With temperatures expected to reach the low-100’s this weekend, Cal/OSHA is reminding all employers with outdoor workers to take steps to prevent heat illness during a period of high heat across the state.
When the temperature is 95 degrees or more, certain employers must implement effective high-heat procedures like additional monitoring of workers for signs of heat illnesses, and those in agriculture are required to provide extra cool-down rest periods in addition to required breaks.
California’s heat illness prevention standard applies to all outdoor workers, including those in agriculture, construction, landscaping, and those that spend a significant amount of time working outdoors such as security guards, groundskeepers, and employees performing work in outdoor dining establishments and hair salons and barbershops, or in non-air-conditioned vehicles such as transportation and delivery drivers.
While taking steps to protect their workers from heat illness, employers must also implement effective methods or procedures to protect their workers from COVID-19 and prevent the spread of this infectious disease at each worksite.
Employers should be attentive to allow enough space and time for employees to take breaks as needed in adequate shade while also maintaining a safe distance from one another.
For many employers, this will require staggered breaks or increased shaded break areas, or both. Extra infection prevention measures should be in place, such as disinfecting commonly touched surfaces, including the water and restroom facilities.
To help prevent the spread of COVID-19, employers must provide cloth face coverings or allow workers to use their own. When used properly, cloth face coverings may help prevent the spread of the disease.
Employers should be aware that wearing face coverings can make it more difficult to breathe and harder for a worker to cool off, so additional breaks may be needed to prevent overheating.
Workers should have face coverings at all times, but they should be removed in outdoor high heat conditions to help prevent overheating as long as physical distancing can be maintained.

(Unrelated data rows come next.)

// Workflow HTTP routes
//
// Listing, history paging, queries, write operations and the detail view.
// The streamed export lives in `export`.

use axum::{
    extract::{Path, Query, State},
    routing::{get, post},
    Json, Router,
};
use serde::Deserialize;
use serde_json::Value;
use sightline_core::{
    pagination, ExecutionState, HistoryPage, HistoryRequest, ListParams, ListService,
    QueryService, WorkflowDescription, WorkflowExecution, WorkflowPage, WorkflowResolver,
    WorkflowService,
};
use std::sync::Arc;
use utoipa::{IntoParams, ToSchema};

use super::common::ApiError;
use crate::auth::RequestAccess;

/// App state for workflow routes
#[derive(Clone)]
pub struct AppState {
    pub service: Arc<dyn WorkflowService>,
    pub lists: Arc<ListService>,
    pub queries: Arc<QueryService>,
    pub resolver: Arc<WorkflowResolver>,
    /// Terminate and signal are refused when false
    pub permit_write_api: bool,
}

impl AppState {
    pub fn new(service: Arc<dyn WorkflowService>, permit_write_api: bool) -> Self {
        Self {
            lists: Arc::new(ListService::new(service.clone())),
            queries: Arc::new(QueryService::new(service.clone())),
            resolver: Arc::new(WorkflowResolver::new(service.clone())),
            service,
            permit_write_api,
        }
    }

    fn require_write_api(&self) -> Result<(), ApiError> {
        if self.permit_write_api {
            Ok(())
        } else {
            Err(ApiError::forbidden("Write API is disabled"))
        }
    }
}

/// Query parameters for history paging
#[derive(Debug, Default, Deserialize, IntoParams)]
#[serde(rename_all = "camelCase")]
#[into_params(parameter_in = Query)]
pub struct HistoryQuery {
    /// Continuation token from the previous page (base64)
    pub next_page_token: Option<String>,
    /// Present (any value) to long-poll for the next event
    pub wait_for_new_event: Option<String>,
}

/// Request body for terminating a workflow
#[derive(Debug, Clone, Default, Deserialize, ToSchema)]
pub struct TerminateRequest {
    /// Recorded in the execution's history
    #[schema(example = "Stuck on a bad deploy")]
    pub reason: Option<String>,
}

/// Path of one execution
type ExecutionPath = Path<(String, String, String)>;

fn execution(Path((namespace, workflow_id, run_id)): ExecutionPath) -> WorkflowExecution {
    WorkflowExecution::new(namespace, workflow_id, run_id)
}

/// Create workflow routes
pub fn routes(state: AppState) -> Router {
    Router::new()
        .route("/api/namespaces/:namespace/workflows/open", get(list_open))
        .route("/api/namespaces/:namespace/workflows/closed", get(list_closed))
        .route("/api/namespaces/:namespace/workflows/list", get(list_by_query))
        .route("/api/namespaces/:namespace/workflows/archived", get(list_archived))
        .route(
            "/api/namespaces/:namespace/workflows/:workflow_id/:run_id",
            get(describe_workflow),
        )
        .route(
            "/api/namespaces/:namespace/workflows/:workflow_id/:run_id/history",
            get(get_history),
        )
        .route(
            "/api/namespaces/:namespace/workflows/:workflow_id/:run_id/query",
            get(list_query_types),
        )
        .route(
            "/api/namespaces/:namespace/workflows/:workflow_id/:run_id/query/:query_type",
            post(run_query),
        )
        .route(
            "/api/namespaces/:namespace/workflows/:workflow_id/:run_id/terminate",
            post(terminate_workflow),
        )
        .route(
            "/api/namespaces/:namespace/workflows/:workflow_id/:run_id/signal/:signal",
            post(signal_workflow),
        )
        .with_state(state)
}

// ============================================================================
// Listing
// ============================================================================

/// GET /api/namespaces/:namespace/workflows/open - Running executions started in a time range
#[utoipa::path(
    get,
    path = "/api/namespaces/{namespace}/workflows/open",
    params(("namespace" = String, Path, description = "Namespace name"), ListParams),
    responses(
        (status = 200, description = "Page of executions", body = WorkflowPage),
        (status = 400, description = "Missing or invalid time range", body = super::ErrorResponse)
    ),
    tag = "workflows"
)]
pub async fn list_open(
    State(state): State<AppState>,
    RequestAccess(ctx): RequestAccess,
    Path(namespace): Path<String>,
    Query(params): Query<ListParams>,
) -> Result<Json<WorkflowPage>, ApiError> {
    let page = state
        .lists
        .list_by_time_range(&ctx, ExecutionState::Open, &namespace, &params)
        .await?;
    Ok(Json(page))
}

/// GET /api/namespaces/:namespace/workflows/closed - Executions closed in a time range
#[utoipa::path(
    get,
    path = "/api/namespaces/{namespace}/workflows/closed",
    params(("namespace" = String, Path, description = "Namespace name"), ListParams),
    responses(
        (status = 200, description = "Page of executions", body = WorkflowPage),
        (status = 400, description = "Missing or invalid time range", body = super::ErrorResponse)
    ),
    tag = "workflows"
)]
pub async fn list_closed(
    State(state): State<AppState>,
    RequestAccess(ctx): RequestAccess,
    Path(namespace): Path<String>,
    Query(params): Query<ListParams>,
) -> Result<Json<WorkflowPage>, ApiError> {
    let page = state
        .lists
        .list_by_time_range(&ctx, ExecutionState::Closed, &namespace, &params)
        .await?;
    Ok(Json(page))
}

/// GET /api/namespaces/:namespace/workflows/list - Executions matching a visibility query
#[utoipa::path(
    get,
    path = "/api/namespaces/{namespace}/workflows/list",
    params(("namespace" = String, Path, description = "Namespace name"), ListParams),
    responses(
        (status = 200, description = "Page of executions", body = WorkflowPage),
        (status = 400, description = "Invalid query", body = super::ErrorResponse)
    ),
    tag = "workflows"
)]
pub async fn list_by_query(
    State(state): State<AppState>,
    RequestAccess(ctx): RequestAccess,
    Path(namespace): Path<String>,
    Query(params): Query<ListParams>,
) -> Result<Json<WorkflowPage>, ApiError> {
    let page = state.lists.list_by_query(&ctx, &namespace, &params).await?;
    Ok(Json(page))
}

/// GET /api/namespaces/:namespace/workflows/archived - Archived executions
#[utoipa::path(
    get,
    path = "/api/namespaces/{namespace}/workflows/archived",
    params(("namespace" = String, Path, description = "Namespace name"), ListParams),
    responses(
        (status = 200, description = "Page of archived executions", body = WorkflowPage),
        (status = 400, description = "No query and no valid time range", body = super::ErrorResponse)
    ),
    tag = "workflows"
)]
pub async fn list_archived(
    State(state): State<AppState>,
    RequestAccess(ctx): RequestAccess,
    Path(namespace): Path<String>,
    Query(params): Query<ListParams>,
) -> Result<Json<WorkflowPage>, ApiError> {
    let page = state.lists.list_archived(&ctx, &namespace, &params).await?;
    Ok(Json(page))
}

// ============================================================================
// Single execution
// ============================================================================

/// GET /api/namespaces/:namespace/workflows/:workflow_id/:run_id - Execution details
///
/// Falls back to a summary rebuilt from history when the execution is archived.
#[utoipa::path(
    get,
    path = "/api/namespaces/{namespace}/workflows/{workflow_id}/{run_id}",
    params(
        ("namespace" = String, Path, description = "Namespace name"),
        ("workflow_id" = String, Path, description = "Workflow ID"),
        ("run_id" = String, Path, description = "Run ID")
    ),
    responses(
        (status = 200, description = "Live descriptor or archived summary", content_type = "application/json"),
        (status = 404, description = "Execution not found", body = super::ErrorResponse)
    ),
    tag = "workflows"
)]
pub async fn describe_workflow(
    State(state): State<AppState>,
    RequestAccess(ctx): RequestAccess,
    path: ExecutionPath,
) -> Result<Json<WorkflowDescription>, ApiError> {
    let execution = execution(path);
    let description = state.resolver.describe(&ctx, &execution).await?;
    Ok(Json(description))
}

/// GET /api/namespaces/:namespace/workflows/:workflow_id/:run_id/history - One page of history
#[utoipa::path(
    get,
    path = "/api/namespaces/{namespace}/workflows/{workflow_id}/{run_id}/history",
    params(
        ("namespace" = String, Path, description = "Namespace name"),
        ("workflow_id" = String, Path, description = "Workflow ID"),
        ("run_id" = String, Path, description = "Run ID"),
        HistoryQuery
    ),
    responses(
        (status = 200, description = "Page of history events", body = HistoryPage),
        (status = 404, description = "Execution not found", body = super::ErrorResponse)
    ),
    tag = "workflows"
)]
pub async fn get_history(
    State(state): State<AppState>,
    RequestAccess(ctx): RequestAccess,
    path: ExecutionPath,
    Query(query): Query<HistoryQuery>,
) -> Result<Json<HistoryPage>, ApiError> {
    let request = HistoryRequest {
        execution: execution(path),
        next_page_token: pagination::decode(query.next_page_token.as_deref()),
        wait_for_new_event: query.wait_for_new_event.is_some(),
    };
    let page = state.service.get_history(&ctx, request).await?;
    Ok(Json(page))
}

/// GET /api/namespaces/:namespace/workflows/:workflow_id/:run_id/query - Supported query types
#[utoipa::path(
    get,
    path = "/api/namespaces/{namespace}/workflows/{workflow_id}/{run_id}/query",
    params(
        ("namespace" = String, Path, description = "Namespace name"),
        ("workflow_id" = String, Path, description = "Workflow ID"),
        ("run_id" = String, Path, description = "Run ID")
    ),
    responses(
        (status = 200, description = "Query type names", body = Vec<String>),
        (status = 500, description = "Query types could not be listed", body = super::ErrorResponse)
    ),
    tag = "workflows"
)]
pub async fn list_query_types(
    State(state): State<AppState>,
    RequestAccess(ctx): RequestAccess,
    path: ExecutionPath,
) -> Result<Json<Vec<String>>, ApiError> {
    let execution = execution(path);
    let types = state.queries.discover_query_types(&ctx, &execution).await?;
    Ok(Json(types))
}

/// POST /api/namespaces/:namespace/workflows/:workflow_id/:run_id/query/:query_type - Run a query
#[utoipa::path(
    post,
    path = "/api/namespaces/{namespace}/workflows/{workflow_id}/{run_id}/query/{query_type}",
    params(
        ("namespace" = String, Path, description = "Namespace name"),
        ("workflow_id" = String, Path, description = "Workflow ID"),
        ("run_id" = String, Path, description = "Run ID"),
        ("query_type" = String, Path, description = "Registered query handler name")
    ),
    responses(
        (status = 200, description = "Query result", content_type = "application/json"),
        (status = 400, description = "Unknown query type", body = super::ErrorResponse)
    ),
    tag = "workflows"
)]
pub async fn run_query(
    State(state): State<AppState>,
    RequestAccess(ctx): RequestAccess,
    Path((namespace, workflow_id, run_id, query_type)): Path<(String, String, String, String)>,
) -> Result<Json<Value>, ApiError> {
    let execution = WorkflowExecution::new(namespace, workflow_id, run_id);
    let result = state.queries.query(&ctx, &execution, &query_type).await?;
    Ok(Json(result))
}

/// POST /api/namespaces/:namespace/workflows/:workflow_id/:run_id/terminate - Terminate an execution
#[utoipa::path(
    post,
    path = "/api/namespaces/{namespace}/workflows/{workflow_id}/{run_id}/terminate",
    params(
        ("namespace" = String, Path, description = "Namespace name"),
        ("workflow_id" = String, Path, description = "Workflow ID"),
        ("run_id" = String, Path, description = "Run ID")
    ),
    request_body = TerminateRequest,
    responses(
        (status = 200, description = "Execution terminated", content_type = "application/json"),
        (status = 403, description = "Write API disabled", body = super::ErrorResponse)
    ),
    tag = "workflows"
)]
pub async fn terminate_workflow(
    State(state): State<AppState>,
    RequestAccess(ctx): RequestAccess,
    path: ExecutionPath,
    body: Option<Json<TerminateRequest>>,
) -> Result<Json<Value>, ApiError> {
    state.require_write_api()?;

    let execution = execution(path);
    let reason = body.and_then(|Json(req)| req.reason);
    tracing::info!(execution = %execution, reason = ?reason, "Terminating workflow");

    let result = state
        .service
        .terminate_workflow(&ctx, &execution, reason)
        .await?;
    Ok(Json(result))
}

/// POST /api/namespaces/:namespace/workflows/:workflow_id/:run_id/signal/:signal - Signal an execution
#[utoipa::path(
    post,
    path = "/api/namespaces/{namespace}/workflows/{workflow_id}/{run_id}/signal/{signal}",
    params(
        ("namespace" = String, Path, description = "Namespace name"),
        ("workflow_id" = String, Path, description = "Workflow ID"),
        ("run_id" = String, Path, description = "Run ID"),
        ("signal" = String, Path, description = "Signal name")
    ),
    responses(
        (status = 200, description = "Signal delivered", content_type = "application/json"),
        (status = 403, description = "Write API disabled", body = super::ErrorResponse)
    ),
    tag = "workflows"
)]
pub async fn signal_workflow(
    State(state): State<AppState>,
    RequestAccess(ctx): RequestAccess,
    Path((namespace, workflow_id, run_id, signal)): Path<(String, String, String, String)>,
) -> Result<Json<Value>, ApiError> {
    state.require_write_api()?;

    let execution = WorkflowExecution::new(namespace, workflow_id, run_id);
    tracing::info!(execution = %execution, signal = %signal, "Signalling workflow");

    let result = state
        .service
        .signal_workflow(&ctx, &execution, &signal)
        .await?;
    Ok(Json(result))
}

Additionally, employers must also take steps to protect their workers from harmful exposure to unhealthy air due to wildfire smoke in affected areas throughout the state.
“Right now is an incredibly challenging time for employers who have outdoor employees,” said Chief Doug Parker. “However, this does not reduce their obligation to evaluate unsafe and unhealthy work conditions and protect their employees who work outdoors.”
Supervisors and workers must be trained on the signs and symptoms of heat illness so that they know when to take steps that can prevent a coworker from getting sick.
Employers must also evaluate each worksite and make sure their workers know their procedures for contacting emergency medical services, which includes directing them to the worksite if needed.
Employers with outdoor workers must take the following steps to prevent heat illness:
- Plan – Develop and implement an effective written heat illness prevention plan that includes emergency response procedures;
- Training – Train all employees and supervisors on heat illness prevention;
- Water – Provide drinking water that is fresh, pure, suitably cool and free of charge so that each worker can drink at least 1 quart per hour, and encourage workers to do so; and
- Shade – Provide shade when workers request it or when temperatures exceed 80 degrees. Encourage workers to take a cool-down rest in the shade for at least five minutes when they feel the need to do so. They should not wait until they feel sick to cool down.
Cal/OSHA’s Heat Illness Prevention special emphasis program includes enforcement of heat regulations as well as multilingual outreach and training programs for California’s employers and workers.
A Heat Illness Prevention online tool is also available on Cal/OSHA’s website.